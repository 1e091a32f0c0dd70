//! Frequency vocabularies
//!
//! Generation needs the precise, closed `Frequency` enum. Projection only
//! needs a lossy four-way `CoarseFrequencyBucket` derived from free text by
//! prefix matching. The two are kept separate because their matching rules
//! differ; `Frequency::coarse_bucket` is the single mapping between them.

use serde::{Deserialize, Serialize};
use std::fmt;
use std::str::FromStr;

/// Recurrence frequency of a task definition
#[derive(Debug, Clone, Copy, PartialEq, Eq, Hash, Serialize, Deserialize)]
#[serde(try_from = "String", into = "String")]
pub enum Frequency {
    OneTime,
    Daily,
    Weekly,
    Fortnightly,
    Monthly,
    Quarterly,
    Yearly,
    /// Last valid date in week bucket `n` (1..=4) of each month
    EndOfWeek(u8),
    /// Last valid date in the highest week bucket of each month
    EndOfLastWeek,
}

impl Frequency {
    /// Reduce to the coarse bucket the projector works with
    ///
    /// Agrees with `CoarseFrequencyBucket::from_raw(&self.to_string())`.
    pub fn coarse_bucket(self) -> CoarseFrequencyBucket {
        match self {
            Frequency::Daily => CoarseFrequencyBucket::daily,
            Frequency::Weekly => CoarseFrequencyBucket::weekly,
            Frequency::Monthly => CoarseFrequencyBucket::monthly,
            Frequency::OneTime
            | Frequency::Fortnightly
            | Frequency::Quarterly
            | Frequency::Yearly
            | Frequency::EndOfWeek(_)
            | Frequency::EndOfLastWeek => CoarseFrequencyBucket::one_time,
        }
    }
}

impl FromStr for Frequency {
    type Err = String;

    fn from_str(s: &str) -> Result<Self, Self::Err> {
        let key: String = s
            .chars()
            .filter(|c| c.is_ascii_alphanumeric())
            .map(|c| c.to_ascii_lowercase())
            .collect();

        match key.as_str() {
            "onetime" | "once" => Ok(Frequency::OneTime),
            "daily" => Ok(Frequency::Daily),
            "weekly" => Ok(Frequency::Weekly),
            "fortnightly" => Ok(Frequency::Fortnightly),
            "monthly" => Ok(Frequency::Monthly),
            "quarterly" => Ok(Frequency::Quarterly),
            "yearly" => Ok(Frequency::Yearly),
            "endoflastweek" => Ok(Frequency::EndOfLastWeek),
            "endofweek1" => Ok(Frequency::EndOfWeek(1)),
            "endofweek2" => Ok(Frequency::EndOfWeek(2)),
            "endofweek3" => Ok(Frequency::EndOfWeek(3)),
            "endofweek4" => Ok(Frequency::EndOfWeek(4)),
            _ => Err(format!(
                "Invalid frequency '{}'. Valid options are: One Time, Daily, Weekly, Fortnightly, Monthly, Quarterly, Yearly, End of Week 1-4, End of Last Week",
                s
            )),
        }
    }
}

impl fmt::Display for Frequency {
    fn fmt(&self, f: &mut fmt::Formatter<'_>) -> fmt::Result {
        match self {
            Frequency::OneTime => f.write_str("One Time"),
            Frequency::Daily => f.write_str("Daily"),
            Frequency::Weekly => f.write_str("Weekly"),
            Frequency::Fortnightly => f.write_str("Fortnightly"),
            Frequency::Monthly => f.write_str("Monthly"),
            Frequency::Quarterly => f.write_str("Quarterly"),
            Frequency::Yearly => f.write_str("Yearly"),
            Frequency::EndOfWeek(n) => write!(f, "End of Week {}", n),
            Frequency::EndOfLastWeek => f.write_str("End of Last Week"),
        }
    }
}

impl TryFrom<String> for Frequency {
    type Error = String;

    fn try_from(value: String) -> Result<Self, Self::Error> {
        value.parse()
    }
}

impl From<Frequency> for String {
    fn from(value: Frequency) -> Self {
        value.to_string()
    }
}

/// Coarse frequency classification used by the occurrence projector
///
/// Uses snake_case naming to match the stored frequency vocabulary.
#[allow(non_camel_case_types)]
#[derive(Debug, Clone, Copy, PartialEq, Eq, Hash, Serialize, Deserialize)]
pub enum CoarseFrequencyBucket {
    /// Steps one day at a time
    daily,
    /// Steps seven days at a time
    weekly,
    /// Steps one calendar month at a time
    monthly,
    /// A single occurrence on the start date; also the default for unknown text
    one_time,
}

impl CoarseFrequencyBucket {
    /// Classify a free-text frequency by its prefix (case-insensitive)
    ///
    /// Anything not starting with `daily`, `weekly` or `monthly` lands in
    /// `one_time`, including fortnightly and end-of-week frequencies.
    pub fn from_raw(raw: &str) -> Self {
        let lower = raw.trim().to_lowercase();
        if lower.starts_with("daily") {
            CoarseFrequencyBucket::daily
        } else if lower.starts_with("weekly") {
            CoarseFrequencyBucket::weekly
        } else if lower.starts_with("monthly") {
            CoarseFrequencyBucket::monthly
        } else {
            CoarseFrequencyBucket::one_time
        }
    }
}
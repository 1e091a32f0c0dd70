//! Formatting helper functions for the task calendar MCP server

use chrono::NaiveDate;

use crate::schedule::{OccurrenceIndex, TaskDefinitionSnapshot, TaskInstance};

/// Format generated instances into a display string
pub fn format_instances(definition_id: &str, instances: &[TaskInstance]) -> String {
    if instances.is_empty() {
        return format!(
            "No instances generated for '{}' (unrecognized frequency)",
            definition_id
        );
    }

    let mut result = format!(
        "Generated {} instance(s) for '{}':\n\n",
        instances.len(),
        definition_id
    );
    for instance in instances {
        result.push_str(&format!(
            "- [{}] due {} ({})\n",
            instance.id,
            instance.due_at.format("%Y-%m-%d %H:%M"),
            instance.frequency
        ));
    }
    result
}

/// Format an occurrence index as a date-by-date agenda
pub fn format_occurrence_index(index: &OccurrenceIndex) -> String {
    if index.is_empty() {
        return "No upcoming occurrences".to_string();
    }

    let mut result = format!(
        "{} occurrence(s) on {} date(s):\n",
        index.occurrence_count(),
        index.len()
    );
    for (date, day) in index.iter() {
        result.push_str(&format!("\n{}\n", date));
        for (slot, tasks) in &day.by_time_slot {
            for task in tasks {
                result.push_str(&format!("  {} [{}] {}", slot, task.id, task.title));
                if let Some(ref assignee) = task.assignee {
                    result.push_str(&format!(" (assignee: {})", assignee));
                }
                result.push('\n');
            }
        }
    }
    result
}

/// Format an actionable queue
pub fn format_queue(tasks: &[&TaskDefinitionSnapshot], today: NaiveDate) -> String {
    if tasks.is_empty() {
        return "No actionable tasks".to_string();
    }

    let mut result = format!("Found {} actionable task(s):\n\n", tasks.len());
    for task in tasks {
        let overdue = task
            .parsed_start_date()
            .is_some_and(|start| start < today && task.is_pending());
        result.push_str(&format!("- [{}] {}\n", task.id, task.title));
        result.push_str(&format!("  Start date: {}\n", task.start_date));
        if let Some(ref freq) = task.frequency {
            result.push_str(&format!("  Frequency: {}\n", freq));
        }
        if let Some(ref assignee) = task.assignee {
            result.push_str(&format!("  Assignee: {}\n", assignee));
        }
        if let Some(ref status) = task.status {
            result.push_str(&format!("  Status: {}\n", status));
        }
        if overdue {
            result.push_str("  Overdue\n");
        }
    }
    result
}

----------

→ **Activity**
What is the number of lines in the entries above that hold the string "TaskInstance"? Please state that number alone.

→ **Expected answer**
2